Investigators confirmed an electrical failure led to the Christmas tree igniting on Jan. 19. The mansion was owned by Sandra and Don Pyle, who is an executive with a technology company.

Something the Pyles loved to do — extend Christmas for their grandchildren — is now being blamed for their deaths. Sources close to the investigation told the 11 News I-Team that Sandy Pyle was known to keep her Christmas tree up long after Christmas. Investigators believe the tree’s lights caused the fire.

Investigators believe the Pyles left their tree “lit most of the time.” Investigators said that the fire started in the great room of the house and that the 15-foot tree was in an area with 19-foot ceilings. Officials said smoke detectors were working but the bedrooms all connect to the same area where the tree was, and dry Christmas trees burn fast, so it was likely that escape areas were blocked.

Tech tycoon, Don Pyle, 56, his wife Sandra and their four grandchildren Lexi Boone, Katie Boone, Charlotte Boone and Wes Boone, were killed after a devastating blaze ripped through their 16,000 sq.ft. Annapolis mansion early Monday morning.

Not only was Don the COO of ScienceLogic, a company which regularly conducts business with the military and intelligence communities and which monitored the online networks for both the Department of Defense and the FBI (among others), but he was also CEO at Netcordia, another IT company which has contracted with both the National Security Agency and U.S. Army to manage their online networks. He had just taken the position at ScienceLogic in October.


The blaze consumed the entire home at an alarming rate. Criminal investigators pored over the ruins of the house for any signs the blaze could have been arson. Specialists with the Bureau of Alcohol, Tobacco, Firearms and Explosives now say the fire is ‘suspicious’ partly because of how quickly it ravaged the home.


The Anne Arundel County Fire Department said fire crews had difficulty knocking down the blaze because the house is secluded, apparently with no fire hydrants on the scene.


The fire department hoses had to be stretched for long distances to reach the house.

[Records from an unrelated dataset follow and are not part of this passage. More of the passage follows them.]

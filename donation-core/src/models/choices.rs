use serde::{Deserialize, Serialize};

#[derive(Debug, Clone, Copy, Default, PartialEq, Eq, Serialize, Deserialize)]
#[serde(rename_all = "kebab-case")]
pub enum DonationFrequency {
    #[default]
    OneTime,
    Monthly,
}

impl DonationFrequency {
    pub fn as_str(&self) -> &'static str {
        match self {
            Self::OneTime => "one-time",
            Self::Monthly => "monthly",
        }
    }

    pub fn parse(s: &str) -> Option<Self> {
        match s {
            "one-time" => Some(Self::OneTime),
            "monthly" => Some(Self::Monthly),
            _ => None,
        }
    }
}

/// Selects which amount model is authoritative for the donation base.
#[derive(Debug, Clone, Copy, Default, PartialEq, Eq, Serialize, Deserialize)]
#[serde(rename_all = "kebab-case")]
pub enum AllocationType {
    /// A single lump sum split by the organisation.
    #[default]
    Default,
    /// A donor-directed amount per charity.
    Specific,
}

impl AllocationType {
    pub fn as_str(&self) -> &'static str {
        match self {
            Self::Default => "default",
            Self::Specific => "specific",
        }
    }

    pub fn parse(s: &str) -> Option<Self> {
        match s {
            "default" => Some(Self::Default),
            "specific" => Some(Self::Specific),
            _ => None,
        }
    }
}

/// How `tip_size` is interpreted.
#[derive(Debug, Clone, Copy, Default, PartialEq, Eq, Serialize, Deserialize)]
#[serde(rename_all = "kebab-case")]
pub enum TipType {
    /// `tip_size` is a percent of the donation base.
    #[default]
    Percentage,
    /// `tip_size` is a fixed dollar amount.
    Dollar,
}

impl TipType {
    pub fn as_str(&self) -> &'static str {
        match self {
            Self::Percentage => "percentage",
            Self::Dollar => "dollar",
        }
    }

    pub fn parse(s: &str) -> Option<Self> {
        match s {
            "percentage" => Some(Self::Percentage),
            "dollar" => Some(Self::Dollar),
            _ => None,
        }
    }
}

#[derive(Debug, Clone, Copy, Default, PartialEq, Eq, Serialize, Deserialize)]
#[serde(rename_all = "kebab-case")]
pub enum PaymentMethod {
    #[default]
    CreditCard,
    BankTransfer,
}

impl PaymentMethod {
    pub fn as_str(&self) -> &'static str {
        match self {
            Self::CreditCard => "credit-card",
            Self::BankTransfer => "bank-transfer",
        }
    }

    pub fn parse(s: &str) -> Option<Self> {
        match s {
            "credit-card" => Some(Self::CreditCard),
            "bank-transfer" => Some(Self::BankTransfer),
            _ => None,
        }
    }

    /// Long display name used by the payment method selector.
    pub fn to_long_str(&self) -> &'static str {
        match self {
            Self::CreditCard => "Credit Card",
            Self::BankTransfer => "Bank Transfer",
        }
    }
}

#[cfg(test)]
mod tests {
    use pretty_assertions::assert_eq;

    use super::*;

    #[test]
    fn codes_round_trip_through_parse() {
        for f in [DonationFrequency::OneTime, DonationFrequency::Monthly] {
            assert_eq!(DonationFrequency::parse(f.as_str()), Some(f));
        }
        for a in [AllocationType::Default, AllocationType::Specific] {
            assert_eq!(AllocationType::parse(a.as_str()), Some(a));
        }
        for t in [TipType::Percentage, TipType::Dollar] {
            assert_eq!(TipType::parse(t.as_str()), Some(t));
        }
        for p in [PaymentMethod::CreditCard, PaymentMethod::BankTransfer] {
            assert_eq!(PaymentMethod::parse(p.as_str()), Some(p));
        }
    }

    #[test]
    fn parse_rejects_unknown_codes() {
        assert_eq!(DonationFrequency::parse("weekly"), None);
        assert_eq!(AllocationType::parse("Specific"), None);
        assert_eq!(TipType::parse(""), None);
        assert_eq!(PaymentMethod::parse("paypal"), None);
    }

    #[test]
    fn defaults_match_a_fresh_form() {
        assert_eq!(DonationFrequency::default(), DonationFrequency::OneTime);
        assert_eq!(AllocationType::default(), AllocationType::Default);
        assert_eq!(TipType::default(), TipType::Percentage);
        assert_eq!(PaymentMethod::default(), PaymentMethod::CreditCard);
    }
}
//! In-process stand-in for the payment provider.
//!
//! Card donations are confirmed (the real provider would redirect to a
//! hosted checkout first); bank transfers come back with transfer
//! instructions and a reference the donor quotes on their payment.

use std::sync::atomic::{AtomicU64, Ordering};
use std::time::Duration;

use async_trait::async_trait;
use chrono::Utc;
use tracing::info;

use super::gateway::{SubmissionError, SubmissionGateway, SubmissionOutcome};
use super::registry::{GatewayConfig, GatewayFactory};
use crate::models::{FormState, PaymentMethod};

/// Text shown to donors who pay by bank transfer.
pub const BANK_TRANSFER_INSTRUCTIONS: &str = "We will email you our account details. \
Log in to your bank and make a transfer quoting your unique reference number.";

pub struct MockGateway {
    delay: Duration,
    sequence: AtomicU64,
}

impl MockGateway {
    pub fn new(delay: Duration) -> Self {
        Self {
            delay,
            sequence: AtomicU64::new(1),
        }
    }

    /// `DON-<yyyymmdd>-<sequence>`, unique per gateway instance.
    fn next_reference(&self) -> String {
        let n = self.sequence.fetch_add(1, Ordering::Relaxed);
        format!("DON-{}-{n:06}", Utc::now().format("%Y%m%d"))
    }
}

impl Default for MockGateway {
    fn default() -> Self {
        Self::new(Duration::ZERO)
    }
}

#[async_trait]
impl SubmissionGateway for MockGateway {
    fn backend_name(&self) -> &'static str {
        "mock"
    }

    async fn submit(
        &self,
        form: &FormState,
    ) -> Result<SubmissionOutcome, SubmissionError> {
        if !self.delay.is_zero() {
            tokio::time::sleep(self.delay).await;
        }

        let reference = self.next_reference();
        info!(
            %reference,
            payment_method = form.payment_method().as_str(),
            total = %form.total(),
            "mock submission accepted"
        );

        Ok(match form.payment_method() {
            PaymentMethod::CreditCard => SubmissionOutcome::Confirmed { reference },
            PaymentMethod::BankTransfer => SubmissionOutcome::RequiresOfflineInstructions {
                reference,
                instructions: BANK_TRANSFER_INSTRUCTIONS.to_string(),
            },
        })
    }
}

/// Register this with a [`GatewayRegistry`](super::GatewayRegistry) to make
/// the `"mock"` backend available.
pub struct MockGatewayFactory;

#[async_trait]
impl GatewayFactory for MockGatewayFactory {
    fn backend_name(&self) -> &'static str {
        "mock"
    }

    async fn create(
        &self,
        config: &GatewayConfig,
    ) -> Result<Box<dyn SubmissionGateway>, SubmissionError> {
        Ok(Box::new(MockGateway::new(config.simulated_delay)))
    }
}
pub mod app;
pub mod config;
pub mod contact;
pub mod csv_loader;
pub mod logging;
pub mod render;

It took several hours for fire department tanker trucks and a fire boat on an adjacent creek to bring the fire under control.


Fire officials and agents with the federal bureau of Alcohol, Tobacco, Firearms and Explosives, or ATF, began searching what is left of the 16,000-square-foot home on Childs Point Road using cadaver dogs which detected some remains around midday Wednesday.

On Wednesday, the remains of two bodies were transported to the Office of the Chief Medical Examiner in Baltimore for identification, said county fire department spokesman Capt. Russ Davies. Four people remain unaccounted for.


The fire department, which has 25 to 30 personnel at the scene, is being assisted by the National Response Team for the ATF. The ATF has 15 to 20 agents, plus support staff, at the scene, Davies said.

Because of the size of the house and the amount of debris, the investigation will take a long time.